TASK. Work through the lines below and count those holding "write"; reply with the number only.

RECORDS SUPPLIED.
//! Module loading, compile caching and the lazily created module handle.

use crate::executor::NatInstance;
use crate::output::OutputMux;
use crate::{Result, RuntimeError};
use dashmap::DashMap;
use parking_lot::Mutex;
use std::path::{Path, PathBuf};
use std::sync::atomic::{AtomicUsize, Ordering};
use std::sync::Arc;
use tokio::sync::OnceCell;
use tracing::{debug, error, info};
use wasmtime::{Engine, Module};

/// Where the module binary comes from.
#[derive(Debug, Clone)]
pub enum ModuleSource {
    /// A `.wasm` (or `.wat`) file on the host.
    File(PathBuf),
    /// Module bytes already in memory.
    Bytes(Arc<[u8]>),
}

impl ModuleSource {
    pub fn file(path: impl Into<PathBuf>) -> Self {
        ModuleSource::File(path.into())
    }

    pub fn bytes(bytes: impl Into<Vec<u8>>) -> Self {
        ModuleSource::Bytes(bytes.into().into())
    }

    async fn load(&self) -> Result<Arc<[u8]>> {
        match self {
            ModuleSource::File(path) => {
                info!(path = %path.display(), "Loading WASM module from file");
                let bytes = tokio::fs::read(path).await?;
                Ok(bytes.into())
            }
            ModuleSource::Bytes(bytes) => Ok(bytes.clone()),
        }
    }
}

impl std::fmt::Display for ModuleSource {
    fn fmt(&self, f: &mut std::fmt::Formatter<'_>) -> std::fmt::Result {
        match self {
            ModuleSource::File(path) => write!(f, "{}", path.display()),
            ModuleSource::Bytes(bytes) => write!(f, "<{} bytes>", bytes.len()),
        }
    }
}

/// Cache of compiled modules keyed by a hash of their bytes.
///
/// Re-instantiating after a reset reuses the compiled code.
pub struct ModuleCache {
    engine: Engine,
    cache: DashMap<String, Module>,
}

impl ModuleCache {
    pub fn new(engine: Engine) -> Self {
        Self {
            engine,
            cache: DashMap::new(),
        }
    }

    pub fn engine(&self) -> &Engine {
        &self.engine
    }

    /// Get or compile a module from bytes.
    pub fn get_or_compile(&self, wasm_bytes: &[u8]) -> Result<Module> {
        let hash = hash_bytes(wasm_bytes);

        if let Some(module) = self.cache.get(&hash) {
            debug!(hash = %hash, "Module cache hit");
            return Ok(module.clone());
        }

        debug!(hash = %hash, len = wasm_bytes.len(), "Module cache miss, compiling");
        let module = Module::new(&self.engine, wasm_bytes)
            .map_err(|e| RuntimeError::Compilation(e.to_string()))?;
        self.cache.insert(hash, module.clone());

        Ok(module)
    }

    pub fn len(&self) -> usize {
        self.cache.len()
    }

    pub fn is_empty(&self) -> bool {
        self.cache.is_empty()
    }
}

fn hash_bytes(data: &[u8]) -> String {
    use std::collections::hash_map::DefaultHasher;
    use std::hash::{Hash, Hasher};

    let mut hasher = DefaultHasher::new();
    data.hash(&mut hasher);
    format!("{:016x}", hasher.finish())
}

/// Shared, exclusively-locked module instance.
///
/// The inner lock is never contended while callers go through the
/// [`CallSerializer`](crate::lock::CallSerializer); it exists so the instance
/// can be handed to the blocking thread that runs each call.
pub type ModuleHandle = Arc<Mutex<NatInstance>>;

type InitOutcome = std::result::Result<ModuleHandle, String>;

/// Process-wide slot holding the module instance.
///
/// The first [`acquire`](ModuleSlot::acquire) instantiates the module. Callers
/// that arrive while that is still running wait on the same initialization
/// instead of starting another one. A failed initialization is remembered and
/// returned to every later caller until [`reset`](ModuleSlot::reset) is called.
pub struct ModuleSlot {
    cache: Arc<ModuleCache>,
    source: ModuleSource,
    sandbox: PathBuf,
    output: Arc<OutputMux>,
    cell: Mutex<Arc<OnceCell<InitOutcome>>>,
    attempts: AtomicUsize,
}

impl ModuleSlot {
    pub fn new(
        cache: Arc<ModuleCache>,
        source: ModuleSource,
        sandbox: impl AsRef<Path>,
        output: Arc<OutputMux>,
    ) -> Self {
        Self {
            cache,
            source,
            sandbox: sandbox.as_ref().to_path_buf(),
            output,
            cell: Mutex::new(Arc::new(OnceCell::new())),
            attempts: AtomicUsize::new(0),
        }
    }

    /// Get the module handle, instantiating it on first use.
    pub async fn acquire(&self) -> Result<ModuleHandle> {
        let cell = self.cell.lock().clone();
        match cell.get_or_init(|| self.instantiate()).await {
            Ok(handle) => Ok(handle.clone()),
            Err(msg) => Err(RuntimeError::Init(msg.clone())),
        }
    }

    /// Forget the current instance (or the remembered failure).
    ///
    /// The next [`acquire`](ModuleSlot::acquire) instantiates a fresh module.
    /// Handles already given out stay valid but are no longer shared.
    pub fn reset(&self) {
        info!(source = %self.source, "Resetting module slot");
        *self.cell.lock() = Arc::new(OnceCell::new());
    }

    /// Whether an instance (or a failure) is currently memoized.
    pub fn is_initialized(&self) -> bool {
        self.cell.lock().initialized()
    }

    /// Number of instantiations started so far.
    pub fn attempts(&self) -> usize {
        self.attempts.load(Ordering::SeqCst)
    }

    async fn instantiate(&self) -> InitOutcome {
        let attempt = self.attempts.fetch_add(1, Ordering::SeqCst) + 1;
        info!(source = %self.source, attempt, "Instantiating nat module");

        let result = self.load_and_instantiate().await;

        match result {
            Ok(instance) => {
                info!(attempt, "Module instantiated");
                Ok(Arc::new(Mutex::new(instance)))
            }
            Err(e) => {
                error!(attempt, error = %e, "Module instantiation failed");
                Err(e.to_string())
            }
        }
    }

    async fn load_and_instantiate(&self) -> Result<NatInstance> {
        let bytes = self.source.load().await?;
        let cache = self.cache.clone();
        let module = tokio::task::spawn_blocking(move || cache.get_or_compile(&bytes))
            .await
            .map_err(|e| RuntimeError::Compilation(e.to_string()))??;

        NatInstance::instantiate(self.cache.engine(), &module, &self.sandbox, self.output.clone())
    }
}

#[cfg(test)]
mod tests {
    use super::*;

    const STUB: &str = include_str!("../tests/fixtures/nat_stub.wat");

    fn slot(source: ModuleSource, sandbox: &Path) -> ModuleSlot {
        let cache = Arc::new(ModuleCache::new(Engine::default()));
        ModuleSlot::new(cache, source, sandbox, Arc::new(OutputMux::new()))
    }

    #[test]
    fn test_hash_bytes() {
        assert_eq!(hash_bytes(b"hello world"), hash_bytes(b"hello world"));
        assert_ne!(hash_bytes(b"hello world"), hash_bytes(b"different data"));
    }

    #[test]
    fn test_cache_reuses_compiled_module() {
        let cache = ModuleCache::new(Engine::default());
        cache.get_or_compile(STUB.as_bytes()).unwrap();
        cache.get_or_compile(STUB.as_bytes()).unwrap();
        assert_eq!(cache.len(), 1);
    }

    #[tokio::test]
    async fn test_concurrent_acquire_instantiates_once() {
        let dir = tempfile::tempdir().unwrap();
        let slot = slot(ModuleSource::bytes(STUB), dir.path());

        let (a, b) = tokio::join!(slot.acquire(), slot.acquire());
        let (a, b) = (a.unwrap(), b.unwrap());

        assert!(Arc::ptr_eq(&a, &b));
        assert_eq!(slot.attempts(), 1);

        let c = slot.acquire().await.unwrap();
        assert!(Arc::ptr_eq(&a, &c));
        assert_eq!(slot.attempts(), 1);
    }

    #[tokio::test]
    async fn test_failure_is_memoized_until_reset() {
        let dir = tempfile::tempdir().unwrap();
        let slot = slot(ModuleSource::bytes(b"not a module".to_vec()), dir.path());

        assert!(matches!(slot.acquire().await, Err(RuntimeError::Init(_))));
        assert!(matches!(slot.acquire().await, Err(RuntimeError::Init(_))));
        assert_eq!(slot.attempts(), 1);
        assert!(slot.is_initialized());

        slot.reset();
        assert!(!slot.is_initialized());
        assert!(slot.acquire().await.is_err());
        assert_eq!(slot.attempts(), 2);
    }

    #[tokio::test]
    async fn test_missing_file_is_init_error() {
        let dir = tempfile::tempdir().unwrap();
        let slot = slot(ModuleSource::file(dir.path().join("absent.wasm")), dir.path());

        let err = slot.acquire().await.unwrap_err();
        assert!(err.is_fatal());
    }

    #[tokio::test]
    async fn test_reset_creates_new_instance() {
        let dir = tempfile::tempdir().unwrap();
        let slot = slot(ModuleSource::bytes(STUB), dir.path());

        let first = slot.acquire().await.unwrap();
        slot.reset();
        let second = slot.acquire().await.unwrap();

        assert!(!Arc::ptr_eq(&first, &second));
        assert_eq!(slot.attempts(), 2);
    }
}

WRITTEN RESPONSE. 2